__Exercise brief__: Among the entries, find the lines with the string "collect" and report them.

─── Material for the task

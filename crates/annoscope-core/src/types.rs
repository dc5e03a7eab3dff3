//! Core types for annoscope-core.
//!
//! This module defines the data shared across every layer: catalog entries,
//! the partial documents returned by a retrieval call, the merged
//! [`Document`] produced by intersection, autocomplete [`SearchHit`]s and the
//! closed [`Taxonomy`] set.

/// Source name returned by the resolver when no catalog entry matches.
pub const UNKNOWN_SOURCE: &str = "Unknown";

/// One known concept label, as loaded from a catalog snapshot.
///
/// The same `concept_uri` may appear several times with different `label`
/// values when the catalog lists alternate labels of one concept; in that case
/// `preferred_label` carries the concept's preferred form.
#[derive(Debug, Clone, PartialEq, Eq)]
pub struct CatalogEntry {
    pub concept_uri: String,
    pub label: String,
    pub preferred_label: Option<String>,
    /// Name of the controlled vocabulary the concept belongs to.
    pub source: String,
    /// Number of knowledge-base documents annotated with this concept.
    pub document_count: u64,
}

/// A `(conceptURI, label)` pair attached to a document.
#[derive(Debug, Clone, PartialEq, Eq, Hash)]
pub struct MatchedEntity {
    pub concept_uri: String,
    pub label: String,
}

impl MatchedEntity {
    pub fn new(concept_uri: impl Into<String>, label: impl Into<String>) -> Self {
        Self {
            concept_uri: concept_uri.into(),
            label: label.into(),
        }
    }
}

/// One row of a [`ResultSet`]: a document found for a single input concept.
#[derive(Debug, Clone, PartialEq, Eq)]
pub struct PartialDocument {
    pub document_uri: String,
    pub title: String,
    pub date: String,
    pub authors: Vec<String>,
    /// Concepts (the input concept or its sub-concepts) that matched.
    pub matched_entities: Vec<MatchedEntity>,
}

/// The raw output of one retrieval call, in the order the store returned it.
pub type ResultSet = Vec<PartialDocument>;

/// A document that satisfied every requested concept.
///
/// `matched_entities` is keyed by `concept_uri`: [`Document::merge_entity`]
/// never inserts a second entry for a URI already present. Insertion order is
/// preserved so output is deterministic.
#[derive(Debug, Clone, PartialEq, Eq)]
pub struct Document {
    pub document_uri: String,
    pub title: String,
    pub date: String,
    pub authors: Vec<String>,
    pub matched_entities: Vec<MatchedEntity>,
}

impl Document {
    /// Promote a partial document, deduplicating its entities by URI.
    pub fn from_partial(partial: &PartialDocument) -> Self {
        let mut doc = Self {
            document_uri: partial.document_uri.clone(),
            title: partial.title.clone(),
            date: partial.date.clone(),
            authors: partial.authors.clone(),
            matched_entities: Vec::with_capacity(partial.matched_entities.len()),
        };
        doc.merge_entities(&partial.matched_entities);
        doc
    }

    /// Add `entity` unless its concept URI is already present. Returns `true`
    /// if the entity was inserted.
    pub fn merge_entity(&mut self, entity: &MatchedEntity) -> bool {
        if self.has_entity(&entity.concept_uri) {
            return false;
        }
        self.matched_entities.push(entity.clone());
        true
    }

    pub fn merge_entities(&mut self, entities: &[MatchedEntity]) {
        for entity in entities {
            self.merge_entity(entity);
        }
    }

    pub fn has_entity(&self, concept_uri: &str) -> bool {
        self.matched_entities
            .iter()
            .any(|e| e.concept_uri == concept_uri)
    }
}

/// A catalog entry projected for the autocomplete response.
#[derive(Debug, Clone, PartialEq, Eq)]
pub struct SearchHit {
    pub concept_uri: String,
    pub label: String,
    pub preferred_label: Option<String>,
    pub document_count: u64,
}

impl From<&CatalogEntry> for SearchHit {
    fn from(entry: &CatalogEntry) -> Self {
        Self {
            concept_uri: entry.concept_uri.clone(),
            label: entry.label.clone(),
            preferred_label: entry.preferred_label.clone(),
            document_count: entry.document_count,
        }
    }
}

/// Controlled vocabularies that have a retrieval strategy.
#[derive(Debug, Clone, Copy, PartialEq, Eq, Hash)]
pub enum Taxonomy {
    /// Organism taxonomy (NCBI Taxon).
    Taxon,
    /// Phenotype and trait ontology.
    PhenotypeOrTrait,
}

impl Taxonomy {
    pub const ALL: [Taxonomy; 2] = [Taxonomy::Taxon, Taxonomy::PhenotypeOrTrait];

    /// Map a catalog `source` value onto a supported taxonomy.
    pub fn from_source(source: &str) -> Option<Self> {
        Self::ALL.into_iter().find(|t| t.as_str() == source)
    }

    /// The catalog `source` value for this taxonomy.
    pub fn as_str(self) -> &'static str {
        match self {
            Taxonomy::Taxon => "Taxon",
            Taxonomy::PhenotypeOrTrait => "Phenotype or trait",
        }
    }
}

impl std::fmt::Display for Taxonomy {
    fn fmt(&self, f: &mut std::fmt::Formatter<'_>) -> std::fmt::Result {
        f.write_str(self.as_str())
    }
}
//! annoscope-retrieval — retrieval client adapters for annoscope.
//!
//! Each adapter implements [`annoscope_core::RetrievalClient`]. The knowledge
//! store hands back flat binding rows where list-valued fields are packed into
//! `$`-delimited strings; [`rows`] unpacks them at this boundary so the core
//! only ever sees native vectors.

pub mod rows;
pub mod snapshot;
pub mod timeout;

pub use rows::{decode_row, decode_rows, RawRow};
pub use snapshot::{SnapshotError, SnapshotRetrieval};
pub use timeout::TimeoutRetrieval;
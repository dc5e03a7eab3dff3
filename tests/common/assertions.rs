//! Domain-specific assertion macros for annoscope harnesses.
//!
//! These wrap `pretty_assertions` and print the full offending value so a
//! failure shows *which* document or suggestion broke the expectation.

/// Assert the document URIs of an [`Intersection`](annoscope_core::Intersection), in order.
///
/// ```rust
/// assert_document_uris!(found, ["doc/1", "doc/2"]);
/// ```
#[macro_export]
macro_rules! assert_document_uris {
    ($found:expr, [$($uri:expr),* $(,)?]) => {{
        let found: &annoscope_core::Intersection = &$found;
        let actual: Vec<&str> = found.documents.iter().map(|d| d.document_uri.as_str()).collect();
        let expected: Vec<&str> = vec![$($uri),*];
        pretty_assertions::assert_eq!(actual, expected, "document URIs differ; full result: {:#?}", found);
    }};
}

/// Assert the concept URIs matched on one document, in order.
#[macro_export]
macro_rules! assert_matched_concepts {
    ($doc:expr, [$($uri:expr),* $(,)?]) => {{
        let doc: &annoscope_core::Document = &$doc;
        let actual: Vec<&str> = doc.matched_entities.iter().map(|e| e.concept_uri.as_str()).collect();
        let expected: Vec<&str> = vec![$($uri),*];
        pretty_assertions::assert_eq!(actual, expected, "matched entities of {} differ", doc.document_uri);
    }};
}

/// Assert the labels of autocomplete hits, in order.
#[macro_export]
macro_rules! assert_hit_labels {
    ($hits:expr, [$($label:expr),* $(,)?]) => {{
        let hits: &[annoscope_core::SearchHit] = &$hits;
        let actual: Vec<&str> = hits.iter().map(|h| h.label.as_str()).collect();
        let expected: Vec<&str> = vec![$($label),*];
        pretty_assertions::assert_eq!(actual, expected);
    }};
}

──────

__Problem solution__:
        let actual: Vec<&str> = found.documents.iter().map(|d| d.document_uri.as_str()).collect();
        let actual: Vec<&str> = doc.matched_entities.iter().map(|e| e.concept_uri.as_str()).collect();
        let actual: Vec<&str> = hits.iter().map(|h| h.label.as_str()).collect();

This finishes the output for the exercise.